Charlie is less a nerd than unathletic. At the outset, he suffers the indignity of eating alone in the school cafeteria, but you're never worried for him. That's why the budding writer comes off as whiny and disingenuous when he expresses a concern about not making friends to his teacher.
He's good-looking.. Soon enough, Sam, and her half-brother Patrick, take Charlie under their wing, and introduces him to people, self-described as castaways on "the island of misfit toys", wallflowers all.
He finds his tribe. The film, and the Steven Chbosky novel it's based on, thankfully, avoids the shortcut of outfitting the nerd with glasses, like, for instance, Dawn Wiener, the president of the Special People Club, in Welcome to the Dollhouse.

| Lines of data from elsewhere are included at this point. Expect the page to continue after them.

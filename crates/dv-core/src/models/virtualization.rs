use serde::Serialize;

use super::build_status::BuildStatus;
use super::deployment::DeploymentStatus;

/// Read-only view of a build and its deployment, as returned to callers.
#[derive(Debug, Clone, Serialize)]
#[serde(rename_all = "camelCase")]
pub struct VirtualizationStatus {
    build_status: BuildStatus,
    deployment_status: DeploymentStatus,
}

impl VirtualizationStatus {
    pub fn new(build_status: BuildStatus, deployment_status: DeploymentStatus) -> Self {
        Self {
            build_status,
            deployment_status,
        }
    }

    pub fn build_status(&self) -> &BuildStatus {
        &self.build_status
    }

    pub fn deployment_status(&self) -> &DeploymentStatus {
        &self.deployment_status
    }

    pub fn into_parts(self) -> (BuildStatus, DeploymentStatus) {
        (self.build_status, self.deployment_status)
    }
}
use chrono::{DateTime, Utc};
use serde::{Deserialize, Serialize};

use super::deployment::DeploymentStatus;
use super::publish::PublishConfiguration;

/// Lifecycle of a publish or delete request for one service.
#[derive(Debug, Clone, Copy, Serialize, Deserialize, PartialEq, Eq, Hash)]
#[serde(rename_all = "SCREAMING_SNAKE_CASE")]
pub enum Status {
    Submitted,
    Configuring,
    Building,
    Complete,
    Cancelled,
    Failed,
    DeleteSubmitted,
    DeleteRequeue,
    DeleteDone,
    #[serde(rename = "NOTFOUND")]
    NotFound,
}

impl Status {
    /// States from which a new publish may start.
    pub fn accepts_publish(self) -> bool {
        matches!(
            self,
            Status::Failed
                | Status::NotFound
                | Status::Cancelled
                | Status::DeleteDone
                | Status::Complete
        )
    }

    /// States for which a delete request is a no-op.
    pub fn ignores_delete(self) -> bool {
        matches!(
            self,
            Status::NotFound | Status::DeleteDone | Status::DeleteSubmitted
        )
    }

    /// States the monitor never reschedules.
    pub fn is_terminal(self) -> bool {
        matches!(
            self,
            Status::Cancelled | Status::Failed | Status::DeleteDone | Status::NotFound
        )
    }

    pub fn as_str(self) -> &'static str {
        match self {
            Status::Submitted => "SUBMITTED",
            Status::Configuring => "CONFIGURING",
            Status::Building => "BUILDING",
            Status::Complete => "COMPLETE",
            Status::Cancelled => "CANCELLED",
            Status::Failed => "FAILED",
            Status::DeleteSubmitted => "DELETE_SUBMITTED",
            Status::DeleteRequeue => "DELETE_REQUEUE",
            Status::DeleteDone => "DELETE_DONE",
            Status::NotFound => "NOTFOUND",
        }
    }
}

impl std::fmt::Display for Status {
    fn fmt(&self, f: &mut std::fmt::Formatter<'_>) -> std::fmt::Result {
        f.write_str(self.as_str())
    }
}

#[derive(Debug, Clone, Serialize, Deserialize)]
#[serde(rename_all = "camelCase")]
pub struct BuildStatus {
    service_id: String,
    /// Logical virtualization name the service id was derived from.
    pub name: String,
    pub status: Status,
    pub status_message: String,
    pub last_updated: DateTime<Utc>,
    #[serde(skip_serializing_if = "Option::is_none")]
    pub build_name: Option<String>,
    pub namespace: String,
    #[serde(skip_serializing_if = "Option::is_none")]
    pub revision: Option<u64>,
    #[serde(skip_serializing_if = "Option::is_none")]
    pub publish_pod_name: Option<String>,
    pub deployment_status: DeploymentStatus,
    #[serde(skip)]
    pub publish_configuration: Option<PublishConfiguration>,
}

impl BuildStatus {
    pub fn new(service_id: String, name: String, namespace: String) -> Self {
        Self {
            service_id,
            name,
            status: Status::NotFound,
            status_message: String::new(),
            last_updated: Utc::now(),
            build_name: None,
            namespace,
            revision: None,
            publish_pod_name: None,
            deployment_status: DeploymentStatus::default(),
            publish_configuration: None,
        }
    }

    /// A freshly accepted publish request.
    pub fn submitted(service_id: String, namespace: String, config: PublishConfiguration) -> Self {
        let mut status = Self::new(service_id, config.name.clone(), namespace);
        status.revision = Some(config.revision);
        status.publish_configuration = Some(config);
        status.transition(Status::Submitted, "Submitted build for configuration");
        status
    }

    pub fn service_id(&self) -> &str {
        &self.service_id
    }

    /// Move to `status`, recording the message and the transition time.
    pub fn transition(&mut self, status: Status, message: impl Into<String>) {
        self.status = status;
        self.status_message = message.into();
        self.touch();
    }

    pub fn touch(&mut self) {
        self.last_updated = Utc::now();
    }
}

#[cfg(test)]
mod tests {
    use super::*;

    #[test]
    fn publish_gate_matches_terminal_set() {
        let accepting = [
            Status::Failed,
            Status::NotFound,
            Status::Cancelled,
            Status::DeleteDone,
            Status::Complete,
        ];
        for s in accepting {
            assert!(s.accepts_publish(), "{s} should accept a publish");
        }
        for s in [
            Status::Submitted,
            Status::Configuring,
            Status::Building,
            Status::DeleteSubmitted,
            Status::DeleteRequeue,
        ] {
            assert!(!s.accepts_publish(), "{s} should reject a publish");
        }
    }

    #[test]
    fn complete_is_not_terminal_for_the_monitor() {
        assert!(!Status::Complete.is_terminal());
        assert!(!Status::DeleteRequeue.is_terminal());
        assert!(Status::DeleteDone.is_terminal());
    }

    #[test]
    fn status_serializes_in_upper_snake_case() {
        let json = serde_json::to_string(&Status::DeleteRequeue).unwrap();
        assert_eq!(json, "\"DELETE_REQUEUE\"");
        assert_eq!(Status::NotFound.to_string(), "NOTFOUND");
    }

    #[test]
    fn transition_updates_timestamp() {
        let mut status = BuildStatus::new("dv-a".into(), "a".into(), "ns".into());
        let before = status.last_updated;
        std::thread::sleep(std::time::Duration::from_millis(2));
        status.transition(Status::Building, "Build Running");
        assert_eq!(status.status, Status::Building);
        assert_eq!(status.status_message, "Build Running");
        assert!(status.last_updated > before);
    }
}
use std::path::Path;
use std::sync::Arc;

use color_eyre::eyre::{bail, WrapErr};
use tokio::sync::broadcast;

use dv_cli::args::{self, Cli, Command, PublishArgs, USAGE};
use dv_cli::render::{self, Progress};
use dv_core::models::{
    BuildStatus, DeploymentState, Model, OrchestratorConfig, PublishConfiguration, Status,
    VirtualDatabase,
};
use dv_core::services::config_loader;
use dv_core::services::oc::OcGateway;
use dv_core::services::registrar::HttpRegistrar;
use dv_core::services::sources::{ConfigSourceCatalog, TemplateInputGenerator};
use dv_core::{Orchestrator, StatusUpdate};

#[tokio::main]
async fn main() -> color_eyre::Result<()> {
    color_eyre::install()?;

    let raw: Vec<String> = std::env::args().skip(1).collect();
    let cli = args::parse(&raw)?;

    // Held until exit so buffered lines reach the file.
    let _guard = setup_logging(cli.debug);

    if cli.command == Command::Help {
        println!("{USAGE}");
        return Ok(());
    }
    run(cli).await
}

/// `--debug` sends everything to `.dv-orchestrator-debug.log` in CWD;
/// otherwise warnings and errors go to stderr.
fn setup_logging(debug: bool) -> Option<tracing_appender::non_blocking::WorkerGuard> {
    if debug {
        let file_appender = tracing_appender::rolling::never(".", ".dv-orchestrator-debug.log");
        let (non_blocking, guard) = tracing_appender::non_blocking(file_appender);
        tracing_subscriber::fmt()
            .with_writer(non_blocking)
            .with_env_filter(
                tracing_subscriber::EnvFilter::try_from_default_env()
                    .unwrap_or_else(|_| tracing_subscriber::EnvFilter::new("debug")),
            )
            .with_ansi(false)
            .init();
        Some(guard)
    } else {
        tracing_subscriber::fmt()
            .with_writer(std::io::stderr)
            .with_env_filter(
                tracing_subscriber::EnvFilter::try_from_default_env()
                    .unwrap_or_else(|_| tracing_subscriber::EnvFilter::new("warn")),
            )
            .init();
        None
    }
}

fn load_config(cli: &Cli) -> color_eyre::Result<OrchestratorConfig> {
    let path = match &cli.config {
        Some(path) => Some(path.clone()),
        None => config_loader::find(&std::env::current_dir()?),
    };
    match path {
        Some(path) => {
            tracing::debug!(path = %path.display(), "loading config");
            Ok(config_loader::load(&path)?)
        }
        None => Ok(OrchestratorConfig::default()),
    }
}

async fn run(cli: Cli) -> color_eyre::Result<()> {
    let config = load_config(&cli)?;
    let gateway = Arc::new(OcGateway::new(
        config.oc_binary.clone(),
        config.work_directory.clone(),
    ));
    let registrar = Arc::new(HttpRegistrar::new(config.registry_url.clone()));
    let sources = Arc::new(ConfigSourceCatalog::new(config.sources.clone()));
    let orchestrator = Orchestrator::new(
        config,
        gateway,
        registrar,
        sources,
        Arc::new(TemplateInputGenerator),
    );

    match cli.command {
        Command::Publish(publish) => {
            let request = publish_configuration(&publish)?;
            let updates = orchestrator.subscribe();
            let queued = orchestrator.publish(request).await?;
            if queued.status != Status::Submitted {
                println!("{}", render::status_line(&queued));
                bail!("a previous request for '{}' is still in progress", publish.name);
            }
            let last = follow(updates, queued).await?;
            let status = orchestrator.get_status(&publish.name).await;
            println!("{}", render::summary(&status, chrono::Utc::now()));
            check_outcome(&last)
        }
        Command::Status { name, json } => {
            let status = orchestrator.get_status(&name).await;
            if json {
                println!("{}", serde_json::to_string_pretty(&status)?);
            } else {
                println!("{}", render::summary(&status, chrono::Utc::now()));
            }
            Ok(())
        }
        Command::Log { name } => {
            print!("{}", orchestrator.get_log(&name).await);
            Ok(())
        }
        Command::Delete { name } => {
            let updates = orchestrator.subscribe();
            let queued = orchestrator.delete(&name).await?;
            if queued.status != Status::DeleteSubmitted {
                println!("{}", render::status_line(&queued));
                return Ok(());
            }
            let last = follow(updates, queued).await?;
            check_outcome(&last)
        }
        Command::Help => Ok(()),
    }
}

fn publish_configuration(publish: &PublishArgs) -> color_eyre::Result<PublishConfiguration> {
    let descriptor = read_descriptor(&publish.descriptor)?;
    let vdb = VirtualDatabase {
        name: publish.name.clone(),
        models: vec![Model {
            name: publish.model.clone(),
            source_names: publish.sources.clone(),
        }],
        descriptor,
    };
    let mut config = PublishConfiguration::new(publish.name.clone(), publish.revision, vdb);
    config.enable_odata = publish.enable_odata;
    config.user_environment_variables = publish.env.clone();
    if let Some(ref stream) = publish.image_stream {
        config.build_image_stream = stream.clone();
    }
    Ok(config)
}

fn read_descriptor(path: &Path) -> color_eyre::Result<Vec<u8>> {
    std::fs::read(path).wrap_err_with(|| format!("reading descriptor {}", path.display()))
}

/// Print each change to the record until it leaves the queue or the user
/// interrupts. Interrupting stops watching; the process exit ends the work.
async fn follow(
    mut updates: broadcast::Receiver<StatusUpdate>,
    first: BuildStatus,
) -> color_eyre::Result<BuildStatus> {
    let id = first.service_id().to_string();
    let mut progress = Progress::default();
    if let Some(line) = progress.observe(&first) {
        println!("{line}");
    }

    let mut last = first;
    loop {
        tokio::select! {
            update = updates.recv() => match update {
                Ok(update) if update.status.service_id() == id => {
                    if let Some(line) = progress.observe(&update.status) {
                        println!("{line}");
                    }
                    let settled = update.settled;
                    last = update.status;
                    if settled {
                        return Ok(last);
                    }
                }
                Ok(_) => {}
                Err(broadcast::error::RecvError::Lagged(skipped)) => {
                    tracing::warn!(skipped, "missed status updates");
                }
                Err(broadcast::error::RecvError::Closed) => bail!("work queue stopped"),
            },
            _ = tokio::signal::ctrl_c() => {
                eprintln!("interrupted while {}", last.status);
                return Ok(last);
            }
        }
    }
}

fn check_outcome(last: &BuildStatus) -> color_eyre::Result<()> {
    match last.status {
        Status::Failed | Status::Cancelled => bail!("{}: {}", last.status, last.status_message),
        _ if last.deployment_status.status == DeploymentState::Failed => bail!(
            "deployment failed: {}",
            last.deployment_status.status_message
        ),
        _ => Ok(()),
    }
}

Whereas the misfits find each other and stick together at Charlie's school, in the Todd Solondz film, the estranged outcasts at Dawn's junior high estrange themselves from each other, choosing to go it alone rather than garner strength in numbers.
Here, the weak pick on the weaker, like when Troy, pinned against his locker by the resident 7th grade bullies, lashes out at Dawn for defending him. "Leave me alone, Wiener Dog," he grumbles, humiliated, doubly, since the girl who saves him is perceived as ugly.
But even the consensus school pariah, the plucked to death wallflower, has a cruel streak, evoking Groucho Marx's famous quote: "I don't care to belong to any club that will have me as a member," when Ralphie, a charter, and only member of Dawn's social organization, hears himself being called an "a**hole" and a host of other obscenities, as Missy tries to get her older sister to take his phone call.
Unlike Charlie, there is no midnight screenings of The Rocky Horror Picture Show" with friends, or being told by a girl that your first kiss should come from somebody who really loves you. Dawn has to settle for a sad night in her clubhouse with a boy, who in the way of introduction, tells her that he's going to rape her, as they stare at the night sky while Debbie Gibson's "Lost in Your Eyes" plays on a cheap tape recorder.
Sam kisses Charlie because he has a naif-like animal magnetism. His predecessor, Lucas(from the 1986 film starring Corey Haim), does not, and as a result, Maggie, a cheerleader, rebuffs the younger boy's clumsy attempt at romance, by turning her lips away from his.
When you're a wallflower that often gets confused for a weed, there are no perks.
This review of The Perks of Being a Wallflower (2012) was written by Shiira on 11 Dec 2012.
The Perks of Being a Wallflower has generally received very positive reviews.